▶

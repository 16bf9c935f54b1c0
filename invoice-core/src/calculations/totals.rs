//! Line-item totals for an invoice.
//!
//! | Step           | Formula |
//! |----------------|---------|
//! | amount         | quantity × rate (per item) |
//! | subtotal       | Σ amount |
//! | discount       | subtotal × clamp(discount, 0, 100) / 100 |
//! | tax            | (subtotal − discount) × 10% |
//! | total          | subtotal − discount + tax |
//!
//! # Example
//!
//! ```
//! use rust_decimal_macros::dec;
//! use invoice_core::InvoiceItem;
//! use invoice_core::calculations::InvoiceCalculator;
//!
//! let items = vec![
//!     InvoiceItem::new(1, "Consulting", dec!(2), dec!(50)),
//!     InvoiceItem::new(2, "Setup", dec!(1), dec!(100)),
//! ];
//!
//! let totals = InvoiceCalculator::new(&items).calculate(dec!(10));
//!
//! assert_eq!(totals.subtotal, dec!(200));
//! assert_eq!(totals.discount_amount, dec!(20));
//! assert_eq!(totals.tax, dec!(18));
//! assert_eq!(totals.total, dec!(198));
//! ```

use rust_decimal::Decimal;
use serde::{Deserialize, Serialize};

use crate::InvoiceItem;
use crate::calculations::common::round_half_up;

/// Flat tax applied after the discount.
pub const TAX_RATE: Decimal = Decimal::from_parts(10, 0, 0, false, 2);

/// Upper bound of the discount percentage.
pub const MAX_DISCOUNT: Decimal = Decimal::ONE_HUNDRED;

/// Clamp a discount percentage into `0..=100`.
pub fn clamp_discount(discount: Decimal) -> Decimal {
    let clamped = discount.clamp(Decimal::ZERO, MAX_DISCOUNT);
    if clamped != discount {
        tracing::warn!(%discount, %clamped, "discount outside 0-100% clamped");
    }
    clamped
}

/// Aggregate amounts for a set of line items, at full precision.
#[derive(Debug, Clone, Copy, Default, PartialEq, Eq, Serialize, Deserialize)]
pub struct InvoiceTotals {
    pub subtotal: Decimal,
    pub discount_amount: Decimal,
    pub tax: Decimal,
    pub total: Decimal,
}

impl InvoiceTotals {
    /// Every amount rounded half-up to cents, for display.
    pub fn rounded(&self) -> Self {
        Self {
            subtotal: round_half_up(self.subtotal),
            discount_amount: round_half_up(self.discount_amount),
            tax: round_half_up(self.tax),
            total: round_half_up(self.total),
        }
    }
}

/// Calculator over a borrowed, ordered slice of line items.
#[derive(Debug, Clone)]
pub struct InvoiceCalculator<'a> {
    items: &'a [InvoiceItem],
}

impl<'a> InvoiceCalculator<'a> {
    pub fn new(items: &'a [InvoiceItem]) -> Self {
        Self { items }
    }

    /// Compute subtotal, discount, tax and total for `discount` percent off.
    ///
    /// Out-of-range discounts are clamped to `0..=100` first.
    pub fn calculate(
        &self,
        discount: Decimal,
    ) -> InvoiceTotals {
        let subtotal = self.subtotal();
        let discount_amount = self.discount_amount(subtotal, clamp_discount(discount));
        let tax = self.tax(subtotal, discount_amount);
        let total = self.total(subtotal, discount_amount, tax);

        InvoiceTotals {
            subtotal,
            discount_amount,
            tax,
            total,
        }
    }

    fn subtotal(&self) -> Decimal {
        self.items.iter().map(InvoiceItem::amount).sum()
    }

    fn discount_amount(
        &self,
        subtotal: Decimal,
        discount: Decimal,
    ) -> Decimal {
        subtotal * discount / MAX_DISCOUNT
    }

    fn tax(
        &self,
        subtotal: Decimal,
        discount_amount: Decimal,
    ) -> Decimal {
        (subtotal - discount_amount) * TAX_RATE
    }

    fn total(
        &self,
        subtotal: Decimal,
        discount_amount: Decimal,
        tax: Decimal,
    ) -> Decimal {
        subtotal - discount_amount + tax
    }
}

#[cfg(test)]
mod tests {
    use pretty_assertions::assert_eq;
    use rust_decimal_macros::dec;

    use super::*;

    fn sample_items() -> Vec<InvoiceItem> {
        vec![
            InvoiceItem::new(1, "Consulting", dec!(2), dec!(50)),
            InvoiceItem::new(2, "Setup", dec!(1), dec!(100)),
        ]
    }

    // =========================================================================
    // step tests
    // =========================================================================

    #[test]
    fn subtotal_of_empty_list_is_zero() {
        let calculator = InvoiceCalculator::new(&[]);

        assert_eq!(calculator.subtotal(), Decimal::ZERO);
    }

    #[test]
    fn subtotal_includes_zero_amount_items() {
        let mut items = sample_items();
        items.push(InvoiceItem::blank(3));
        items.push(InvoiceItem::new(4, "Free call", dec!(1), dec!(0)));
        let calculator = InvoiceCalculator::new(&items);

        assert_eq!(calculator.subtotal(), dec!(200));
    }

    #[test]
    fn subtotal_sums_quantity_times_rate() {
        let items = vec![
            InvoiceItem::new(1, "a", dec!(0.5), dec!(33.33)),
            InvoiceItem::new(2, "b", dec!(3), dec!(19.99)),
            InvoiceItem::new(3, "c", dec!(12), dec!(0.01)),
        ];
        let calculator = InvoiceCalculator::new(&items);

        assert_eq!(calculator.subtotal(), dec!(16.665) + dec!(59.97) + dec!(0.12));
    }

    #[test]
    fn discount_amount_is_percentage_of_subtotal() {
        let calculator = InvoiceCalculator::new(&[]);

        assert_eq!(calculator.discount_amount(dec!(250), dec!(12)), dec!(30));
    }

    #[test]
    fn tax_applies_after_discount() {
        let calculator = InvoiceCalculator::new(&[]);

        assert_eq!(calculator.tax(dec!(200), dec!(20)), dec!(18));
    }

    #[test]
    fn clamp_discount_bounds_to_percentage_range() {
        assert_eq!(clamp_discount(dec!(-5)), Decimal::ZERO);
        assert_eq!(clamp_discount(dec!(250)), dec!(100));
        assert_eq!(clamp_discount(dec!(37.5)), dec!(37.5));
    }

    // =========================================================================
    // calculate (integration) tests
    // =========================================================================

    #[test]
    fn calculate_reference_example() {
        let items = sample_items();

        let totals = InvoiceCalculator::new(&items).calculate(dec!(10));

        assert_eq!(totals.subtotal, dec!(200));
        assert_eq!(totals.discount_amount, dec!(20));
        assert_eq!(totals.tax, dec!(18));
        assert_eq!(totals.total, dec!(198));
    }

    #[test]
    fn calculate_without_discount_adds_ten_percent() {
        let items = sample_items();

        let totals = InvoiceCalculator::new(&items).calculate(Decimal::ZERO);

        assert_eq!(totals.discount_amount, Decimal::ZERO);
        assert_eq!(totals.total, totals.subtotal * dec!(1.10));
        assert_eq!(totals.total, dec!(220));
    }

    #[test]
    fn calculate_empty_invoice_is_all_zero() {
        let totals = InvoiceCalculator::new(&[]).calculate(dec!(10));

        assert_eq!(totals, InvoiceTotals::default());
    }

    #[test]
    fn calculate_clamps_excessive_discount() {
        let items = sample_items();

        let totals = InvoiceCalculator::new(&items).calculate(dec!(140));

        assert_eq!(totals.discount_amount, dec!(200));
        assert_eq!(totals.tax, Decimal::ZERO);
        assert_eq!(totals.total, Decimal::ZERO);
    }

    #[test]
    fn calculate_clamps_negative_discount() {
        let items = sample_items();

        let totals = InvoiceCalculator::new(&items).calculate(dec!(-10));

        assert_eq!(totals, InvoiceCalculator::new(&items).calculate(Decimal::ZERO));
    }

    #[test]
    fn total_never_below_discounted_subtotal() {
        let items = vec![
            InvoiceItem::new(1, "a", dec!(3), dec!(7.77)),
            InvoiceItem::new(2, "b", dec!(0), dec!(1000)),
            InvoiceItem::new(3, "c", dec!(1.5), dec!(0.333)),
        ];

        for discount in [dec!(0), dec!(0.1), dec!(33.3), dec!(99.9), dec!(100)] {
            let totals = InvoiceCalculator::new(&items).calculate(discount);
            assert!(
                totals.total >= totals.subtotal - totals.discount_amount,
                "discount {discount}: {totals:?}"
            );
        }
    }

    #[test]
    fn calculate_keeps_full_precision_until_rounded() {
        let items = vec![InvoiceItem::new(1, "Third", dec!(1), dec!(33.335))];

        let totals = InvoiceCalculator::new(&items).calculate(Decimal::ZERO);

        assert_eq!(totals.tax, dec!(3.3335));
        assert_eq!(totals.total, dec!(36.6685));
        assert_eq!(totals.rounded().tax, dec!(3.33));
        assert_eq!(totals.rounded().total, dec!(36.67));
    }
}
use std::collections::HashMap;
use std::sync::Arc;

use thiserror::Error;
use tracing::{debug, info, warn};

use invoice_core::calculations::{ValidationError, dashboard_stats, search_invoices};
use invoice_core::db::RepositoryRegistry;
use invoice_core::{
    Client, DashboardStats, Invoice, InvoiceRepository, Notifier, RepositoryError, Severity,
};
use invoice_db_sqlite::SqliteRepositoryFactory;

use crate::config::AppConfig;
use crate::router::{Router, Tab};

/// Build the repository registry with every backend this binary supports.
pub fn build_registry() -> RepositoryRegistry {
    let mut registry = RepositoryRegistry::new();
    registry.register(Box::new(SqliteRepositoryFactory));
    registry
}

#[derive(Debug, Error)]
pub enum SaveError {
    #[error("no invoice form is open")]
    NoOpenForm,

    #[error(transparent)]
    Repository(#[from] RepositoryError),
}

/// Result of [`InvoiceApp::save`] when nothing went wrong in storage.
#[derive(Debug, Clone, PartialEq, Eq)]
pub enum SaveOutcome {
    Created(Invoice),
    Updated(Invoice),
    /// The form is incomplete; it stays open with its contents.
    Rejected(ValidationError),
}

/// One row of the invoice list: the invoice and its client's name.
#[derive(Debug, Clone, PartialEq, Eq)]
pub struct InvoiceRow {
    pub invoice: Invoice,
    pub client_name: Option<String>,
}

/// Application state: the active view plus the store and notifier it talks to.
pub struct InvoiceApp {
    router: Router,
    repo: Box<dyn InvoiceRepository>,
    notifier: Arc<dyn Notifier>,
    config: AppConfig,
}

impl InvoiceApp {
    pub fn new(
        repo: Box<dyn InvoiceRepository>,
        notifier: Arc<dyn Notifier>,
        config: AppConfig,
    ) -> Self {
        Self {
            router: Router::new(config.invoice_prefix.clone()),
            repo,
            notifier,
            config,
        }
    }

    pub fn router(&self) -> &Router {
        &self.router
    }

    pub fn router_mut(&mut self) -> &mut Router {
        &mut self.router
    }

    pub fn config(&self) -> &AppConfig {
        &self.config
    }

    pub fn repository(&self) -> &dyn InvoiceRepository {
        self.repo.as_ref()
    }

    pub fn select_tab(
        &mut self,
        tab: Tab,
    ) {
        self.router.select_tab(tab);
    }

    pub fn create(&mut self) {
        self.router.create();
    }

    /// Load invoice `id` and open it for editing.
    pub async fn edit(
        &mut self,
        id: i64,
    ) -> Result<(), RepositoryError> {
        let invoice = self.repo.get_invoice(id).await?;
        self.router.edit(invoice);
        Ok(())
    }

    pub fn cancel(&mut self) {
        self.router.back();
    }

    pub async fn dashboard(&self) -> Result<DashboardStats, RepositoryError> {
        let invoices = self.repo.list_invoices().await?;
        Ok(dashboard_stats(&invoices, self.config.recent_invoice_count))
    }

    /// Invoices whose number or client name contains `search`.
    pub async fn invoice_list(
        &self,
        search: &str,
    ) -> Result<Vec<InvoiceRow>, RepositoryError> {
        let invoices = self.repo.list_invoices().await?;
        let clients = self.repo.list_clients().await?;
        let names: HashMap<i64, &str> = clients
            .iter()
            .map(|client| (client.id, client.name.as_str()))
            .collect();

        let rows = search_invoices(&invoices, &clients, search)
            .into_iter()
            .map(|invoice| InvoiceRow {
                client_name: names.get(&invoice.client_id).map(|name| name.to_string()),
                invoice: invoice.clone(),
            })
            .collect::<Vec<_>>();
        debug!(search, matched = rows.len(), "invoice list");
        Ok(rows)
    }

    pub async fn clients(&self) -> Result<Vec<Client>, RepositoryError> {
        self.repo.list_clients().await
    }

    pub async fn delete_invoice(
        &self,
        id: i64,
    ) -> Result<(), RepositoryError> {
        self.repo.delete_invoice(id).await?;
        info!(id, "invoice deleted");
        Ok(())
    }

    /// Validate and store the open form.
    ///
    /// An incomplete form is reported through the notifier and left open.
    /// On success the user is told and taken back to the dashboard. A storage
    /// failure is reported and returned, and the form stays open.
    pub async fn save(&mut self) -> Result<SaveOutcome, SaveError> {
        let form = self.router.form().ok_or(SaveError::NoOpenForm)?;

        let new_invoice = match form.draft().validate() {
            Ok(invoice) => invoice,
            Err(e) => {
                warn!(invoice_number = %form.draft().invoice_number, "save rejected: {e}");
                self.notifier.notify(
                    "Validation Error",
                    &format!("Please fill in all required fields: {e}"),
                    Severity::Error,
                );
                return Ok(SaveOutcome::Rejected(e));
            }
        };

        let result = match form.editing() {
            Some(original) => {
                let mut updated = original.clone();
                updated.apply(new_invoice);
                self.repo
                    .update_invoice(&updated)
                    .await
                    .map(|()| SaveOutcome::Updated(updated))
            }
            None => self
                .repo
                .create_invoice(new_invoice)
                .await
                .map(SaveOutcome::Created),
        };

        let outcome = match result {
            Ok(outcome) => outcome,
            Err(e) => {
                self.notifier
                    .notify("Save Failed", &e.to_string(), Severity::Error);
                return Err(e.into());
            }
        };

        let (title, verb, invoice) = match &outcome {
            SaveOutcome::Created(invoice) => ("Invoice Created", "created", invoice),
            SaveOutcome::Updated(invoice) => ("Invoice Updated", "updated", invoice),
            SaveOutcome::Rejected(_) => return Ok(outcome),
        };
        info!(id = invoice.id, number = %invoice.invoice_number, "invoice {verb}");
        self.notifier.notify(
            title,
            &format!(
                "Invoice {} has been {verb} successfully",
                invoice.invoice_number
            ),
            Severity::Success,
        );

        self.router.back();
        Ok(outcome)
    }
}
pub mod app;
pub mod config;
pub mod form;
pub mod logging;
pub mod notifier;
pub mod router;
pub mod utils;
pub mod views;

pub use app::{InvoiceApp, InvoiceRow, SaveError, SaveOutcome, build_registry};
pub use config::{AppConfig, ConfigError};
pub use form::InvoiceForm;
pub use notifier::ConsoleNotifier;
pub use router::{Router, Tab, View};
use chrono::{DateTime, NaiveDate, Utc};
use rust_decimal::Decimal;
use serde::{Deserialize, Serialize};

use crate::calculations::{InvoiceCalculator, InvoiceTotals};
use crate::models::{InvoiceItem, InvoiceStatus};

#[derive(Debug, Clone, PartialEq, Eq, Serialize, Deserialize)]
pub struct Invoice {
    pub id: i64,
    pub invoice_number: String,
    pub client_id: i64,
    pub issue_date: NaiveDate,
    pub due_date: NaiveDate,

    // Display order is insertion order
    pub items: Vec<InvoiceItem>,
    /// Percentage in `0..=100`.
    pub discount: Decimal,

    pub status: InvoiceStatus,
    pub notes: String,

    pub created_at: DateTime<Utc>,
    pub updated_at: DateTime<Utc>,
}

impl Invoice {
    /// Subtotal, discount, tax and total derived from the current items.
    pub fn totals(&self) -> InvoiceTotals {
        InvoiceCalculator::new(&self.items).calculate(self.discount)
    }

    /// Overwrite every editable field with `changes`, keeping identity and timestamps.
    pub fn apply(
        &mut self,
        changes: NewInvoice,
    ) {
        self.invoice_number = changes.invoice_number;
        self.client_id = changes.client_id;
        self.issue_date = changes.issue_date;
        self.due_date = changes.due_date;
        self.items = changes.items;
        self.discount = changes.discount;
        self.status = changes.status;
        self.notes = changes.notes;
    }
}

/// For creating new invoices (no id or timestamps)
#[derive(Debug, Clone, PartialEq, Eq, Serialize, Deserialize)]
pub struct NewInvoice {
    pub invoice_number: String,
    pub client_id: i64,
    pub issue_date: NaiveDate,
    pub due_date: NaiveDate,
    pub items: Vec<InvoiceItem>,
    pub discount: Decimal,
    pub status: InvoiceStatus,
    pub notes: String,
}

impl NewInvoice {
    pub fn totals(&self) -> InvoiceTotals {
        InvoiceCalculator::new(&self.items).calculate(self.discount)
    }
}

◀

ACTIVITY | Up to and including the line with "use crate::InvoiceItem;", transcribe the entries above exactly, starting from their first line.

SOLUTION FOR THIS PROBLEM |
repository 16bf9c935f54b1c0
filename invoice-core/src/calculations/totals.rs
//! Line-item totals for an invoice.
//!
//! | Step           | Formula |
//! |----------------|---------|
//! | amount         | quantity × rate (per item) |
//! | subtotal       | Σ amount |
//! | discount       | subtotal × clamp(discount, 0, 100) / 100 |
//! | tax            | (subtotal − discount) × 10% |
//! | total          | subtotal − discount + tax |
//!
//! # Example
//!
//! ```
//! use rust_decimal_macros::dec;
//! use invoice_core::InvoiceItem;
//! use invoice_core::calculations::InvoiceCalculator;
//!
//! let items = vec![
//!     InvoiceItem::new(1, "Consulting", dec!(2), dec!(50)),
//!     InvoiceItem::new(2, "Setup", dec!(1), dec!(100)),
//! ];
//!
//! let totals = InvoiceCalculator::new(&items).calculate(dec!(10));
//!
//! assert_eq!(totals.subtotal, dec!(200));
//! assert_eq!(totals.discount_amount, dec!(20));
//! assert_eq!(totals.tax, dec!(18));
//! assert_eq!(totals.total, dec!(198));
//! ```

use rust_decimal::Decimal;
use serde::{Deserialize, Serialize};

use crate::InvoiceItem;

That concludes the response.